M. polymorpha spores were sterilised and plated on ½ Gamborg’s medium (Duchefa Biochemie) supplemented with 1.2 % agar and 500 μgml-1 spectinomycin (an inhibitor of plastid translation). The spores were germinated under long day conditions for 48 hours, after which they were resuspended in 1 ml of sterile water, transferred into a microcentrifuge tube, and spun down at 6,000 rpm for 1 minute. Water was removed, and the spore pellet flash-frozen in liquid nitrogen. RNA was extracted from spores using the Direct-Zol RNA MINIprep kit (Zymo Research) and its quality was estimated on an Agilent 4200 tape station (Agilent). Three independent biological replicates were extracted for each genotype/condition. RNA was quantified using a NanoDrop spectrophotometer (Thermo Fisher) and DNase treated using Turbo DNase (Ambion). Transcriptome libraries were prepared using the TruSeq Stranded Total RNA kit with Ribo-Zero Plant (Illumina). The libraries were sequenced on an Illumina HiSeq 4000 platform (150 nt paired-end reads) at Novogene, Hong Kong. Optical duplicate reads were first removed with clumpify (parameters: dedupe optical dist = 40) from the bbmap package ( and adapters were trimmed with bbduk (parameters: ktrim=r k=23 mink=11 hdist=1 tpe tbo ftm=5). The reads were then assigned to transcripts using Salmon v1.3.0 (Patro et al., 2017) (parameters: -l A --validateMappings) against an index prepared with the M. polymorpha MpTak_v6.1 reference genome and cDNA assemblies ( Differential expression analyses were carried out using DESeq2 (Love et al., 2014). Functional annotations for MpTak_v5.1 genome release were used to identify M. polymorphaphotosynthesis-associated nuclear genes.

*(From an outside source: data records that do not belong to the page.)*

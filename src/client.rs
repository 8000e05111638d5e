//! Asynchronous TPI receiver client
//!
//! This module provides the async facade for talking to a receiver. A
//! [`TpiReceiver`] is only handed out once its bootstrap has completed:
//! the command table has been fetched and the reference data (serial
//! number, firmware identity, antenna catalog) is loaded.
//!
//! For synchronous/blocking operations, see the `blocking` submodule.
//!
//! # Example
//!
//! ```no_run
//! use tpi_client::client::{ReceiverOptions, TpiReceiver};
//!
//! # async fn example() -> Result<(), Box<dyn std::error::Error>> {
//! let options = ReceiverOptions::new("192.168.1.10").credentials("admin", "password");
//! let receiver = TpiReceiver::connect(&options).await?;
//!
//! println!("Serial: {:?}", receiver.serial_number());
//! let fix = receiver.position().await?;
//! println!("lat {:.6}, lon {:.6}", fix.latitude, fix.longitude);
//!
//! receiver.set_elevation_mask(10).await?;
//! # Ok(())
//! # }
//! ```

use std::sync::LazyLock;

use base64::Engine;
use regex::Regex;

use crate::{
    Result,
    capability::CapabilityTable,
    error::{DecodeError, TpiError},
    protocol::{
        FromRecord,
        decode::{self, Record, check_body},
        decode_all, decode_first, decode_first_with,
        request::Request,
        response::{
            AntennaSetting, AntennaType, AntennaTypeCatalog, FirmwareVersion, FirmwareWarranty,
            GpsTimestamp, PositionFix, SerialNumber, UtcTime, VoltageReading, mask_from_record,
            temperature_from_record,
        },
        types::{ObjectKind, Scheme, Verb, Verbs},
    },
};

/// Blocking (synchronous) client implementation
pub mod blocking;

/// Default HTTP transport built on reqwest
#[cfg(feature = "reqwest")]
pub mod http;

#[cfg(feature = "reqwest")]
pub use http::HttpTransport;

/// Allowed elevation mask, degrees
pub const ELEVATION_MASK_RANGE: core::ops::RangeInclusive<i32> = -10..=90;

/// Allowed PDOP mask, unitless
pub const PDOP_MASK_RANGE: core::ops::RangeInclusive<i32> = 0..=99;

static ADDRESS: LazyLock<Regex> = LazyLock::new(|| {
    Regex::new(r"^[0-9]{1,3}\.[0-9]{1,3}\.[0-9]{1,3}\.[0-9]{1,3}$")
        .expect("address pattern is a valid regular expression")
});

/// Transport used by the async client
///
/// Implementations issue one HTTP GET for the absolute `uri` and return
/// the response body. Transport failures are reported as
/// [`TpiError::Transport`].
pub trait TpiTransport {
    fn get(&self, uri: &str) -> impl std::future::Future<Output = Result<String>>;
}

/// Connection settings for a receiver
///
/// # Example
/// ```
/// use tpi_client::client::ReceiverOptions;
/// use tpi_client::protocol::types::Scheme;
///
/// let options = ReceiverOptions::new("10.0.0.5").scheme(Scheme::Https);
/// assert_eq!(options.base_uri().unwrap(), "https://10.0.0.5");
/// ```
#[derive(Debug, Clone, PartialEq, Eq)]
pub struct ReceiverOptions {
    address: String,
    scheme: Scheme,
    credentials: Option<(String, String)>,
}

impl ReceiverOptions {
    /// Creates options for the receiver at `address`
    ///
    /// The address must be a dotted-quad IPv4 address; it is checked when
    /// the client is opened.
    pub fn new<S: AsRef<str>>(address: S) -> Self {
        ReceiverOptions {
            address: address.as_ref().into(),
            scheme: Scheme::default(),
            credentials: None,
        }
    }

    pub fn scheme(mut self, scheme: Scheme) -> Self {
        self.scheme = scheme;
        self
    }

    /// Sets HTTP Basic credentials
    ///
    /// The header is only sent when both user and password are non-empty.
    pub fn credentials<U: AsRef<str>, P: AsRef<str>>(mut self, user: U, password: P) -> Self {
        self.credentials = Some((user.as_ref().into(), password.as_ref().into()));
        self
    }

    pub fn address(&self) -> &str {
        &self.address
    }

    /// Validates the address and renders `{scheme}://{address}`
    pub fn base_uri(&self) -> Result<String> {
        if !ADDRESS.is_match(&self.address) {
            return Err(TpiError::Configuration("Invalid receiver address"));
        }
        Ok(format!("{}://{}", self.scheme.as_str(), self.address))
    }

    /// Value of the `Authorization` header, if credentials are set
    pub fn authorization(&self) -> Option<String> {
        let (user, password) = self.credentials.as_ref()?;
        if user.is_empty() || password.is_empty() {
            return None;
        }
        let token = base64::engine::general_purpose::STANDARD.encode(format!("{user}:{password}"));
        Some(format!("Basic {token}"))
    }
}

/// Receiver data fetched once during bootstrap
#[derive(Debug, Clone, Default, PartialEq)]
pub struct ReferenceData {
    pub serial_number: Option<SerialNumber>,
    pub firmware_version: Option<FirmwareVersion>,
    pub firmware_warranty: Option<FirmwareWarranty>,
    pub antenna_types: AntennaTypeCatalog,
}

/// Keeps a bootstrap reference value, or logs why it is missing
pub(crate) fn reference_value<T>(object: ObjectKind, fetched: Result<T>) -> Option<T> {
    match fetched {
        Ok(value) => Some(value),
        Err(err) => {
            log::warn!("{} unavailable: {}", object, err);
            None
        }
    }
}

/// Validates a mask value and builds its `set` request
pub(crate) fn mask_request(
    object: ObjectKind,
    range: core::ops::RangeInclusive<i32>,
    mask: i32,
) -> Result<Request> {
    if !range.contains(&mask) {
        return Err(TpiError::Validation(format!(
            "{} {} is outside {}..={}",
            object,
            mask,
            range.start(),
            range.end()
        )));
    }
    Ok(Request::new(Verb::Set, object).param("mask", mask))
}

/// Accepts a mask write only when the echo decodes to the requested value
pub(crate) fn confirm_mask(object: ObjectKind, body: &str, mask: i32) -> Result<()> {
    match decode_first_with(object, body, mask_from_record) {
        Ok(echoed) if echoed == mask => Ok(()),
        Ok(echoed) => {
            log::warn!("{} echoed {} after set to {}", object, echoed, mask);
            Err(TpiError::OperationFailed(Verb::Set, object))
        }
        Err(err) => {
            log::warn!("{} set not confirmed: {}", object, err);
            Err(TpiError::OperationFailed(Verb::Set, object))
        }
    }
}

/// Validates an antenna setting against the catalog and builds its `set` request
///
/// Name and serial number are checked but not transmitted.
pub(crate) fn antenna_request(
    catalog: &AntennaTypeCatalog,
    setting: &AntennaSetting,
) -> Result<Request> {
    let Some(entry) = catalog.get(setting.type_id) else {
        return Err(TpiError::Validation(format!(
            "antenna type {} is not in the receiver catalog",
            setting.type_id
        )));
    };
    if !entry.name.eq_ignore_ascii_case(&setting.name) {
        return Err(TpiError::Validation(format!(
            "antenna type {} is named {:?}, not {:?}",
            entry.id, entry.name, setting.name
        )));
    }
    if !entry.supports(&setting.method) {
        return Err(TpiError::Validation(format!(
            "antenna {:?} does not support measurement method {:?}",
            entry.name, setting.method
        )));
    }

    Ok(Request::new(Verb::Set, ObjectKind::Antenna)
        .param("type", setting.type_id)
        .param("height", setting.height)
        .param("measMethod", &setting.method))
}

pub(crate) fn confirm_antenna(body: &str) -> Result<AntennaSetting> {
    decode_first::<AntennaSetting>(body).map_err(|err| {
        log::warn!("antenna set not confirmed: {}", err);
        TpiError::OperationFailed(Verb::Set, ObjectKind::Antenna)
    })
}

/// Outcome of an action with no fields to decode
pub(crate) fn action_outcome(request: &Request, body: &str) -> bool {
    match check_body(body) {
        Ok(_) => true,
        Err(err) => {
            log::warn!("{} rejected: {}", request.key(), err);
            false
        }
    }
}

pub(crate) fn ensure_showable(object: ObjectKind) -> Result<()> {
    if object.verbs().contains(Verbs::SHOW) {
        Ok(())
    } else {
        Err(TpiError::Validation(format!("{} can't be shown", object)))
    }
}

pub(crate) fn log_ready(address: &str, capabilities: &CapabilityTable, reference: &ReferenceData) {
    let serial = reference.serial_number.as_ref();
    log::info!(
        "receiver {} ready: sn={} type={} commands={} antenna types={}",
        address,
        serial.map(|s| s.serial.as_str()).unwrap_or("?"),
        serial
            .and_then(|s| s.receiver_type.as_deref())
            .unwrap_or("?"),
        capabilities.len(),
        reference.antenna_types.len()
    );
}

/// Async receiver facade
///
/// Owns the transport and the data fetched at bootstrap. All operations
/// take `&self` and issue at most one request; the command table and
/// reference data never change after construction.
///
/// # Type Parameters
/// * `Transport` - The HTTP transport, e.g. [`HttpTransport`]
#[derive(Debug)]
pub struct TpiReceiver<Transport> {
    transport: Transport,
    address: String,
    base_uri: String,
    capabilities: CapabilityTable,
    reference: ReferenceData,
}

Patro R, Duggal G, Love MI, Irizarry RA, Kingsford C. 2017. Salmon provides fast and bias-aware quantification of transcript expression. Nature methods 14: 417–419.

Love MI, Huber W, Anders S. 2014. Moderated estimation of fold change and dispersion for RNA-seq data with DESeq2. Genome biology 15: 550.

Usage notes

For dataset 1, the files included here are:

  • 76_GUN1.alignment.fasta — FASTA format file containing aligned GUN1 sequences from 76 phylogenetically diverse land plants
  • 76_GUN1. conserved_region.alignment.fasta — FASTA format file containing aligned GUN1 sequences (central conserved region only) from 76 phylogenetically diverse land plants; corresponds to the alignment shown in Figure 1.
  • GUN1.hmm — Hidden Markov model profile generated by hmmbuild using the 76 GUN1 sequences in 76_GUN1. conserved_region.alignment.fasta
  • GUN1s.domt — ‘domain table’ output from hmmsearch listing the GUN1 profile matches found in the 76 GUN1 sequences
  • taxonomy.csv — CSV file with taxonomical metadata on 1KP samples needed to run the analyses in GUN1 classification.ipynb
  • GUN1 classification.ipynb — Jupyter notebook (Julia code) used to identify GUN1 sequences from the 1KP dataset and to generate Fig. S2 and Table S2 
  • 893_GUN1.alignment.fasta — FASTA format file containing 893 aligned GUN1 sequences (includes both those found in the 1KP dataset, which are often partial sequences, and the 76 full-length sequences from 76_GUN1.alignment.fasta)

For dataset 2, the files included here are:

  • Mpdata_spec.csv — table of read counts extracted from Salmon output 
  • mp_sample_table — text file containing experimental design used for identifying differentially expressed genes (supplemental table S3 from the paper)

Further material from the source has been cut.